Boarding secondary school in Uganda

Dr. Obote College -Boroboro (DOC) is a government-aided, mixed (co-educational), boarding, secondary school in Uganda. It caters to school grades 8–13 (S1–S6).

==Location==
The school campus is located in Boroboro East Parish, Adekokwok Sub-county, in Lira District, in the Northern Region of Uganda. Boroboro is approximately 12 km, by road, southeast of the city of Lira, along the Lira–Dokolo–Soroti Road. The geographical coordinates of the school campus are 02°11'23.0"N, 32°55'48.0"E (Latitude:2.189722; Longitude:32.930000).

==Overview==
As of 2000, the school had 1,257 enrolled students, of whom 1,155 (91.9 percent) were males and 102 (8.1 percent) were female. The O-Level section (S1 to S4) were all males, with the girls admitted to S5 and S6 only. All students were residential, without any day-students in the school.

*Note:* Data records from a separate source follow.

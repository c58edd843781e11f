pub mod cli;
pub mod config;
pub mod usecases;
pub mod views;

use std::sync::Arc;

use anyhow::{Result, bail};
use crates::{
    domain::value_objects::{cpf_cnpj::{mask_cpf_cnpj, tax_id_kind}, invites::AcceptanceSubmission},
    infra::http::{invite_client::InviteHttpClient, session::SessionContext},
};
use tracing::{info, warn};

use crate::{
    cli::Cli,
    config::config_model::DotEnvyConfig,
    usecases::invite_acceptance::{InviteAcceptanceUseCase, InviteView},
    views::render_view,
};

pub async fn run(cli: Cli, config: DotEnvyConfig) -> Result<InviteView> {
    let session = config
        .rekan_api
        .auth_cookie
        .as_deref()
        .and_then(SessionContext::from_cookie_header);
    if config.rekan_api.auth_cookie.is_some() && session.is_none() {
        warn!("invite: PB_AUTH_COOKIE is set but holds no usable session");
    }

    let client = InviteHttpClient::new(
        config.rekan_api.base_url.clone(),
        config.rekan_api.request_timeout,
        session,
    )?;
    let usecase = InviteAcceptanceUseCase::new(Arc::new(client));
    let whatsapp_number = config.support.whatsapp_number.as_str();

    let mut view = usecase.load(&cli.token).await;
    println!("{}", render_view(&view, whatsapp_number)?);

    if let (InviteView::Invited(_), Some(cpf_cnpj)) = (&view, cli.cpf_cnpj.as_deref()) {
        info!(kind = ?tax_id_kind(cpf_cnpj), "invite: submitting acceptance");
        println!("\nEnviando aceite para {}...", mask_cpf_cnpj(cpf_cnpj));
        let submission = AcceptanceSubmission::new(cpf_cnpj, cli.accept_terms);
        view = match usecase.submit(&cli.token, &submission).await {
            Ok(next) => next,
            Err(err) => bail!("{err}"),
        };
        println!("\n{}", render_view(&view, whatsapp_number)?);
    }

    if matches!(view, InviteView::Accepted { .. }) && !cli.no_wait {
        view = wait_for_payment(&usecase, &cli.token, &config, view).await?;
    }

    if let InviteView::Failed(message) = &view {
        bail!("{message}");
    }
    Ok(view)
}

async fn wait_for_payment(
    usecase: &InviteAcceptanceUseCase,
    token: &str,
    config: &DotEnvyConfig,
    initial: InviteView,
) -> Result<InviteView> {
    let handle = usecase.start_polling(token, config.polling.interval, initial);
    let mut updates = handle.subscribe();

    loop {
        tokio::select! {
            changed = updates.changed() => {
                if changed.is_err() {
                    break;
                }
                let view = updates.borrow_and_update().clone();
                println!("\n{}", render_view(&view, &config.support.whatsapp_number)?);
                if view.is_terminal() {
                    break;
                }
            }
            _ = tokio::signal::ctrl_c() => {
                info!("invite: stopped waiting for payment");
                handle.cancel();
                break;
            }
        }
    }

    Ok(handle.current())
}
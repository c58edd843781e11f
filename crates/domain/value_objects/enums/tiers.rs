use std::fmt::Display;

use serde::{Deserialize, Serialize};

#[derive(Debug, Clone, Copy, Serialize, Deserialize, PartialEq, Eq, Hash)]
#[serde(rename_all = "lowercase")]
pub enum Tier {
    Basico,
    Parceiro,
    Profissional,
}

impl Tier {
    pub fn as_str(&self) -> &'static str {
        match self {
            Tier::Basico => "basico",
            Tier::Parceiro => "parceiro",
            Tier::Profissional => "profissional",
        }
    }

    pub fn display_name(&self) -> &'static str {
        match self {
            Tier::Basico => "Básico",
            Tier::Parceiro => "Parceiro",
            Tier::Profissional => "Profissional",
        }
    }
}

impl Display for Tier {
    fn fmt(&self, f: &mut std::fmt::Formatter<'_>) -> std::fmt::Result {
        f.write_str(self.as_str())
    }
}

impl Tier {
    pub fn parse(value: &str) -> Option<Self> {
        match value.trim().to_ascii_lowercase().as_str() {
            "basico" => Some(Tier::Basico),
            "parceiro" => Some(Tier::Parceiro),
            "profissional" => Some(Tier::Profissional),
            _ => None,
        }
    }
}
pub mod driver;
pub mod google_search;
pub mod page_renderer;
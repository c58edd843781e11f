pub mod invite_client;
pub mod session;
use std::time::Duration;

use anyhow::{Context, Result};
use async_trait::async_trait;
use serde::Deserialize;
use serde_json::json;
use thirtyfour::{By, WebDriver};
use tracing::debug;
use url::Url;

use crate::{
    domain::{
        entities::discovered_accounts::RawSearchResult,
        repositories::search_engine::SearchEngine,
        value_objects::instagram_profiles::extract_username,
    },
    infra::web_driver::driver::{WebDriverConfig, initialize_driver},
};

const SEARCH_URL: &str = "https://www.google.com/search";
const RESULTS_PER_PAGE: &str = "20";
const SEARCH_LANGUAGE: &str = "pt-BR";

const CONSENT_BUTTON_XPATH: &str = "//button[contains(., 'Aceitar') or contains(., 'Accept all') or contains(., 'I agree')]";

const SNIPPET_CHARS: usize = 200;

/// Every link on the page with its anchor text and, unless `arguments[0]` is true,
/// the text of the enclosing result block.
const EXTRACT_LINKS_SCRIPT: &str = r#"
const skipSnippet = arguments[0];
return Array.from(document.querySelectorAll("a[href]")).map((a) => {
    const container = a.closest("[data-snhf]") || a.closest(".g") || a.parentElement;
    return {
        href: a.href || "",
        title: (a.textContent || "").trim(),
        snippet: skipSnippet ? "" : ((container && container.textContent) || "").trim(),
    };
});
"#;

#[derive(Debug, Deserialize)]
struct ScrapedLink {
    href: String,
    #[serde(default)]
    title: String,
    #[serde(default)]
    snippet: String,
}

/// Google results scraped through a real browser session.
pub struct GoogleSearch {
    driver: WebDriver,
}

impl GoogleSearch {
    pub async fn launch(config: &WebDriverConfig) -> Result<Self> {
        let driver = initialize_driver(config).await?;
        Ok(Self { driver })
    }

    pub async fn quit(self) -> Result<()> {
        self.driver.quit().await?;
        Ok(())
    }

    async fn open_results(&self, query: &str) -> Result<()> {
        let url = search_url(query)?;
        self.driver
            .goto(url.as_str())
            .await
            .with_context(|| format!("failed to load results for {query:?}"))?;
        Ok(())
    }

    async fn dismiss_consent(&self) -> Result<()> {
        let buttons = self.driver.find_all(By::XPath(CONSENT_BUTTON_XPATH)).await?;
        if let Some(button) = buttons.first() {
            if button.is_displayed().await.unwrap_or(false) {
                debug!("google_search: accepting cookie consent");
                button.click().await?;
                tokio::time::sleep(Duration::from_secs(1)).await;
            }
        }
        Ok(())
    }

    async fn scrape(&self, skip_snippet: bool) -> Result<Vec<RawSearchResult>> {
        let ret = self
            .driver
            .execute(EXTRACT_LINKS_SCRIPT, vec![json!(skip_snippet)])
            .await?;
        let links: Vec<ScrapedLink> = serde_json::from_value(ret.json().clone())
            .context("unexpected link list from results page")?;
        Ok(profiles_from_links(links))
    }
}

#[async_trait]
impl SearchEngine for GoogleSearch {
    async fn search_profiles(&self, query: &str) -> Result<Vec<RawSearchResult>> {
        self.open_results(&format!("site:instagram.com {query}")).await?;
        self.dismiss_consent().await?;
        self.scrape(false).await
    }

    async fn search_related_profiles(
        &self,
        seed: &str,
        keyword: &str,
    ) -> Result<Vec<RawSearchResult>> {
        self.open_results(&format!("related:instagram.com/{seed} {keyword}"))
            .await?;
        tokio::time::sleep(Duration::from_millis(500)).await;
        self.scrape(true).await
    }
}

fn search_url(query: &str) -> Result<Url> {
    Url::parse_with_params(
        SEARCH_URL,
        [
            ("q", query),
            ("num", RESULTS_PER_PAGE),
            ("hl", SEARCH_LANGUAGE),
        ],
    )
    .context("failed to build search URL")
}

fn profiles_from_links(links: Vec<ScrapedLink>) -> Vec<RawSearchResult> {
    links
        .into_iter()
        .filter_map(|link| {
            let username = extract_username(&link.href)?;
            Some(RawSearchResult {
                username,
                title: link.title,
                snippet: link.snippet.chars().take(SNIPPET_CHARS).collect(),
            })
        })
        .collect()
}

DOCB is strong in science subjects. In 2013 the school won first prize in the high school robotics competition organized by the College of Engineering, Design, Art and Technology of Makerere University, Uganda's oldest and largest public university.

==History==
According to the school webpage, DOC was established in 1962 as Lira Junior Secondary School. That same year, it was combined with St Katherine Girls' School. The first head teacher was Mrs. E.A. Angulo. Boroboro Senior Secondary School was established in 1964 and replaced Lira Junior Secondary School. Later in 1964, Boroboro Senior Secondary School was re-named Dr. Obote College Boroboro. The head teacher at that time was Edward Ejura.

==Alumni==
Prominent alumni of the school include:

- Jacob L'Okori Oulanyah(RIP): agricultural economist and lawyer, who served as the Speaker of the 11th Parliament of Uganda from 2021 to 2022.